Who are you, and what do you do?
My usual story is that I'm a "recovering scientist." I took a leave of absence from a wonderful cushy research job and somehow have not made it back onto the hamster wheel. I do a mix of consulting, speculative projects, and stupid art things.
What hardware do you use?
Sadly, nothing that exotic or interesting. A big Windows box with a quiet fan, and Cygwin and VirtualBox for Ubuntu. Yes, I know, Windows sucks -- but a lot of engineering software does not play nicely elsewhere.
I used to be THE Apple fanboy -- remember the Mac 128K and the 5-volume "Inside Macintosh"? But then I discovered Unix workstations, and little things like memory management (whoa-- crashed apps don't crash the system?) and gradually drifted away. I may drift back now that Macs are nicely unixy so please don't hate me.
I like trackballs -- mice leave my wide hands feeling cramped. The Logitech Marble Mouse is a good one. Also my desk is messy and it takes up much less space.
A Win7 laptop to be compatible with clients (dual-boot with Ubuntu), a couple older laptops for redundancy and for taking to challenging locations, an iPhone.
I'm fond of embedded Linux for robotics and stand-alone art installations. Had a pretty good run with the TS-7260, but am poking at a pile of alternatives, like the BeagleBoard and Chumby. Kernel hacking is not really my passion, so I'm pleased when something Just Works - so far the Chumby has been (mostly) delivering on that account: download Python, check, set up ad-hoc wireless, check, import OSC and send commands from TouchOSC on your iPhone.

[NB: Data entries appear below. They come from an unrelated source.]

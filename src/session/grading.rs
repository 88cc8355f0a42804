use log::{debug, warn};

use crate::deck::{Deck, Grade};
use crate::session::cursor::{Cursor, Step};
use crate::session::playlist::Playlist;

#[derive(Clone, Copy, Debug, Eq, PartialEq)]
pub enum GradeOutcome {
    /// Nothing to grade.
    Ignored,
    Advanced { graded: usize, next: usize },
    /// The last card was graded. The cursor stays on it.
    EndReached { graded: usize },
}

pub fn grade(deck: &mut Deck, playlist: &Playlist, cursor: &mut Cursor, grade: Grade) -> GradeOutcome {
    let graded = match cursor.index() {
        Some(index) => index,
        None => {
            warn!("Ignoring {:?} grade: the playlist is empty", grade);
            return GradeOutcome::Ignored;
        }
    };

    let question = match playlist.get(graded).and_then(|id| deck.set_status(id, grade.into())) {
        Some(question) => question,
        None => {
            warn!("Ignoring {:?} grade: card {} is not in the deck", grade, graded);
            return GradeOutcome::Ignored;
        }
    };
    debug!("Graded card {} ({}) as {}", graded, question.origin(), question.status());

    match cursor.advance(playlist.len()) {
        Step::Moved(next) => GradeOutcome::Advanced { graded, next },
        Step::Stayed => GradeOutcome::EndReached { graded },
    }
}
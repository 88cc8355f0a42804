use rand::seq::SliceRandom;
use rand::Rng;

use crate::deck::{CardId, ChapterKey, Deck};

#[cfg(test)]
mod tests;

/// Ordered working set of cards. Entries point into the deck they were built from.
#[derive(Clone, Debug, Default, Eq, PartialEq)]
pub struct Playlist {
    cards: Vec<CardId>,
}

impl Playlist {
    /// Concatenates the cards of each chapter, in the order the chapters are given.
    pub fn build<'a, I>(deck: &Deck, chapters: I) -> Playlist
    where
        I: IntoIterator<Item = &'a ChapterKey>,
    {
        let cards = chapters
            .into_iter()
            .flat_map(|key| deck.chapter_ids(key))
            .collect();
        Playlist { cards }
    }

    pub fn len(&self) -> usize {
        self.cards.len()
    }

    pub fn is_empty(&self) -> bool {
        self.cards.is_empty()
    }

    pub fn get(&self, index: usize) -> Option<CardId> {
        self.cards.get(index).copied()
    }

    pub fn iter(&self) -> impl Iterator<Item = CardId> + '_ {
        self.cards.iter().copied()
    }

    pub fn shuffle(&mut self) {
        self.shuffle_with(&mut rand::thread_rng());
    }

    /// Uniform in-place permutation (Fisher-Yates).
    pub fn shuffle_with<R: Rng + ?Sized>(&mut self, rng: &mut R) {
        self.cards.shuffle(rng);
    }
}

For microcontrollers, I'm solidly in the AVR camp, mostly because the open-source tools (avr-gcc, and avrdude) are great. I need another bloated IDE like I need soft memory errors. I don't do Arduino because I know assembly and I'm a snob. I've been doing a lot of work with my own Atmega328 prototyping board I call the "rotorboard." It is similar to an Arduino but with room for various drivers and an XBee wireless module.
Hardware tools: A Weller W51 soldering iron, a low-end Tektronix 4-channel scope, a Fluke 179 DMM. An Aoyue hot-air station for SMD. I love these strippers. A cheapo power screwdriver, and because I'm getting to That Age, a magnifying visor.
And what software?
Well, I've programmed everything from 1-bit microcontrollers to a Cray X-MP using everything from FORTRAN punch cards to brainfuck. My tools have not changed much since grad school: emacs for coding and print statements for debugging.

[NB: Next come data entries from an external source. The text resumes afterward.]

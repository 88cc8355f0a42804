use lazy_static::lazy_static;
use regex::Regex;
use std::fmt;
use unidecode::unidecode;

lazy_static! {
    static ref FORBIDDEN_SLUG_CHARACTERS_REGEX: Regex = Regex::new("[^a-zA-Z0-9-]").unwrap();
}

/// Location of a chapter in the deck. Also serves as the origin of every question in it.
#[derive(Clone, Debug, Eq, Hash, Ord, PartialEq, PartialOrd)]
pub struct ChapterKey {
    pub subject: String,
    pub chapter: String,
}

impl ChapterKey {
    pub fn new<S: Into<String>, C: Into<String>>(subject: S, chapter: C) -> Self {
        ChapterKey {
            subject: subject.into(),
            chapter: chapter.into(),
        }
    }

    /// Identifier safe to use as a DOM element id.
    pub fn slug(&self) -> String {
        let name = unidecode(&format!("{}-{}", self.subject, self.chapter));
        FORBIDDEN_SLUG_CHARACTERS_REGEX
            .replace_all(&name, "")
            .into()
    }
}

impl fmt::Display for ChapterKey {
    fn fmt(&self, f: &mut fmt::Formatter<'_>) -> fmt::Result {
        write!(f, "{} - {}", self.subject, self.chapter)
    }
}

#[derive(Clone, Copy, Debug, Default, Eq, PartialEq)]
pub struct Progress {
    pub graded: usize,
    pub total: usize,
}

impl Progress {
    pub fn is_complete(&self) -> bool {
        self.total > 0 && self.graded == self.total
    }
}

impl fmt::Display for Progress {
    fn fmt(&self, f: &mut fmt::Formatter<'_>) -> fmt::Result {
        write!(f, "{}/{}", self.graded, self.total)
    }
}
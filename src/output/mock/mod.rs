use parking_lot::RwLock;
use std::sync::Arc;

use crate::deck::{ChapterKey, Deck, Progress, Status};
use crate::error::ParseError;
use crate::output::StudyOutput;
use crate::session::{Cursor, Face, Playlist, SessionSummary};

#[derive(Clone, Debug, Eq, PartialEq)]
pub enum Event {
    DeckChanged { subject_count: usize, question_count: usize },
    ImportFailed,
    PlaylistChanged { len: usize, cursor: Cursor, summary: SessionSummary },
    CursorMoved(Cursor),
    CardFlipped(Face),
    CardGraded(usize, Status),
    ChapterProgressChanged(ChapterKey, Progress),
    SessionEnd,
}

#[derive(Clone, Default)]
pub struct MockOutput {
    events: Arc<RwLock<Vec<Event>>>,
}

impl MockOutput {
    pub fn new() -> Self {
        Default::default()
    }

    pub fn flush(&self) -> Vec<Event> {
        std::mem::replace(&mut *self.events.write(), Vec::new())
    }

    pub fn contains(&self, event: &Event) -> bool {
        self.events.read().iter().any(|e| e == event)
    }

    fn push(&self, event: Event) {
        self.events.write().push(event);
    }
}

impl StudyOutput for MockOutput {
    fn deck_changed(&self, deck: &Deck) {
        self.push(Event::DeckChanged {
            subject_count: deck.subject_count(),
            question_count: deck.len(),
        });
    }

    fn import_failed(&self, _error: &ParseError) {
        self.push(Event::ImportFailed);
    }

    fn playlist_changed(&self, playlist: &Playlist, cursor: Cursor, summary: SessionSummary) {
        self.push(Event::PlaylistChanged {
            len: playlist.len(),
            cursor,
            summary,
        });
    }

    fn cursor_moved(&self, cursor: Cursor) {
        self.push(Event::CursorMoved(cursor));
    }

    fn card_flipped(&self, face: Face) {
        self.push(Event::CardFlipped(face));
    }

    fn card_graded(&self, index: usize, status: Status) {
        self.push(Event::CardGraded(index, status));
    }

    fn chapter_progress_changed(&self, chapter: &ChapterKey, progress: Progress) {
        self.push(Event::ChapterProgressChanged(chapter.clone(), progress));
    }

    fn session_end(&self) {
        self.push(Event::SessionEnd);
    }
}
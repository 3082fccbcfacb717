// Copyright 2025 Kirky.X
//
// Licensed under the Apache License, Version 2.0 (the "License");
// you may not use this file except in compliance with the License.
// You may obtain a copy of the License at
//
//     http://www.apache.org/licenses/LICENSE-2.0
//
// Unless required by applicable law or agreed to in writing, software
// distributed under the License is distributed on an "AS IS" BASIS,
// WITHOUT WARRANTIES OR CONDITIONS OF ANY KIND, either express or implied.
// See the License for the specific language governing permissions and
// limitations under the License.

use std::time::Duration;

use scraprs::broker::Broker;
use scraprs::config::settings::Settings;
use scraprs::engines::browser_engine::BrowserEngine;
use scraprs::utils::telemetry;
use scraprs::workers::scrape_worker::ScrapeWorker;
use tracing::{error, info};

/// 主函数
///
/// 应用程序入口点，负责初始化所有组件并启动工作器
#[tokio::main]
async fn main() -> anyhow::Result<()> {
    // 1. Initialize logging
    telemetry::init_telemetry();
    info!("Starting scraprs...");

    // 2. Load configuration
    let settings = match Settings::new() {
        Ok(settings) => settings,
        Err(error) => {
            error!("Can't load settings: {}", error);
            std::process::exit(1);
        }
    };
    info!("Configuration loaded");

    // 3. Connect to the broker
    let mut broker = Broker::new(&settings.broker.addr);
    if let Err(error) = broker.connect().await {
        error!("{}", error);
        return Err(error.into());
    }
    info!("Broker connection established");

    // 4. Start the worker
    let engine = BrowserEngine::new(Duration::from_secs(settings.engine.timeout_secs));
    let worker = ScrapeWorker::new(engine);

    if let Err(error) = worker.run(&mut broker).await {
        error!("{}", error);
        return Err(error.into());
    }

    Ok(())
}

I depend on Unix tools -- awk, grep, sed, bash -- for basic data munging. I've also been known to use the C preprocessor to do silly things like generate printer art postscript files. I feel like I have the patience for perhaps one or two more bloated toolchain learning curves in my life: Objective C may be one, VisualCsharp.net (or whatevertheheck it's called these days) is certainly not.

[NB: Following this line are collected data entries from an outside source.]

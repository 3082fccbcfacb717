// Copyright 2025 Kirky.X
//
// Licensed under the Apache License, Version 2.0 (the "License");
// you may not use this file except in compliance with the License.
// You may obtain a copy of the License at
//
//     http://www.apache.org/licenses/LICENSE-2.0
//
// Unless required by applicable law or agreed to in writing, software
// distributed under the License is distributed on an "AS IS" BASIS,
// WITHOUT WARRANTIES OR CONDITIONS OF ANY KIND, either express or implied.
// See the License for the specific language governing permissions and
// limitations under the License.

use tracing::{debug, error, info, warn};
use uuid::Uuid;

use crate::broker::{Broker, BrokerError, Exchange, Inbound, Message, NotifyResult};
use crate::engines::JobRunner;

/// 抓取工作器
///
/// 消费抓取任务，调用执行引擎并在成功时发布通知
pub struct ScrapeWorker<R: JobRunner> {
    runner: R,
    worker_id: Uuid,
}

impl<R: JobRunner> ScrapeWorker<R> {
    /// 创建新的抓取工作器实例
    pub fn new(runner: R) -> Self {
        Self {
            runner,
            worker_id: Uuid::new_v4(),
        }
    }

    /// 运行抓取工作器
    ///
    /// One job is processed to completion before the next delivery is
    /// taken. When the delivery stream ends the worker reconnects with the
    /// broker's bounded retry policy and subscribes again; exhausted
    /// retries propagate as a fatal error.
    pub async fn run(&self, broker: &mut Broker) -> Result<(), BrokerError> {
        info!("Scrape worker {} started", self.worker_id);

        loop {
            let mut subscription = broker.subscribe(Exchange::Scraper).await?;

            while let Some(payload) = subscription.next().await {
                if let Some(notify) = self.handle_payload(&payload).await {
                    let message = Message::Notify(notify);

                    if let Err(error) = broker.publish(Exchange::Bot, &message).await {
                        // The notification for this job is lost; keep
                        // consuming.
                        error!("{}", error);
                    }
                }
            }

            warn!("Delivery stream ended. Reconnecting to the broker");
            broker.connect().await?;
        }
    }

    /// 处理单条投递的消息
    ///
    /// Classifies the payload and runs the job it carries. Returns the
    /// notification to publish when the job succeeded; unrecognized
    /// payloads and failed jobs yield nothing.
    pub async fn handle_payload(&self, payload: &[u8]) -> Option<NotifyResult> {
        let job = match Message::classify(payload) {
            Inbound::Scrape(job) => job,
            Inbound::Unrecognized => {
                debug!("Dropping unrecognized message");
                return None;
            }
        };

        info!("Running scrape job {} against {}", job.id, job.url);
        let succeeded = self.runner.run(&job.url, &job.script).await;

        if succeeded {
            info!("success. send message");
            Some(NotifyResult::for_job(&job))
        } else {
            info!("not success");
            None
        }
    }
}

I am ideologically sympathetic to FOSS, so I am pleased to use Inkscape and Blender and Octave rather than the considerably more pricey commercial equivalents. I'm also cheap so this is a double win. I use source control for backup. I run a VisualSVN server on my main Windows box (totally easy to set up!) and keep everything under source control (using svn under Linux and TortoiseSVN under Windows). I update with a cron job from several machines so everything is redundant and in sync.
I use EagleCAD for board design. Autorouters pain my ninja-routing sensibilities so I don't use them (granted I don't think I've ever used a really good one). I try to stay away from gnarly analog and HF designs but when I can't there's LTspice for simulation.
Finally: Python is just the bomb. I've been doing a lot of GUIs for fun and profit and wxFormBuilder plus wxPython is just crazy nice. Check it out at One Minute Python. For embedded and bare-metal systems I'm still totally fine with C. Stuck with a crappy windows DLL and no source? Wrap it with Makepy.py and Robert is truly avuncular.
What would be your dream setup?
Probably something like dual Apple Cinema Displays, or even 42-inch plasma monitors. My own personal laser cutter. My presbyopia is getting worse while SMD chips are getting smaller and smaller, one of these days I'm going to get a pair of these surgical telescopes. Oh, even though my posture is decades away from being salvageable, a nice chair. Programmers like nice chairs.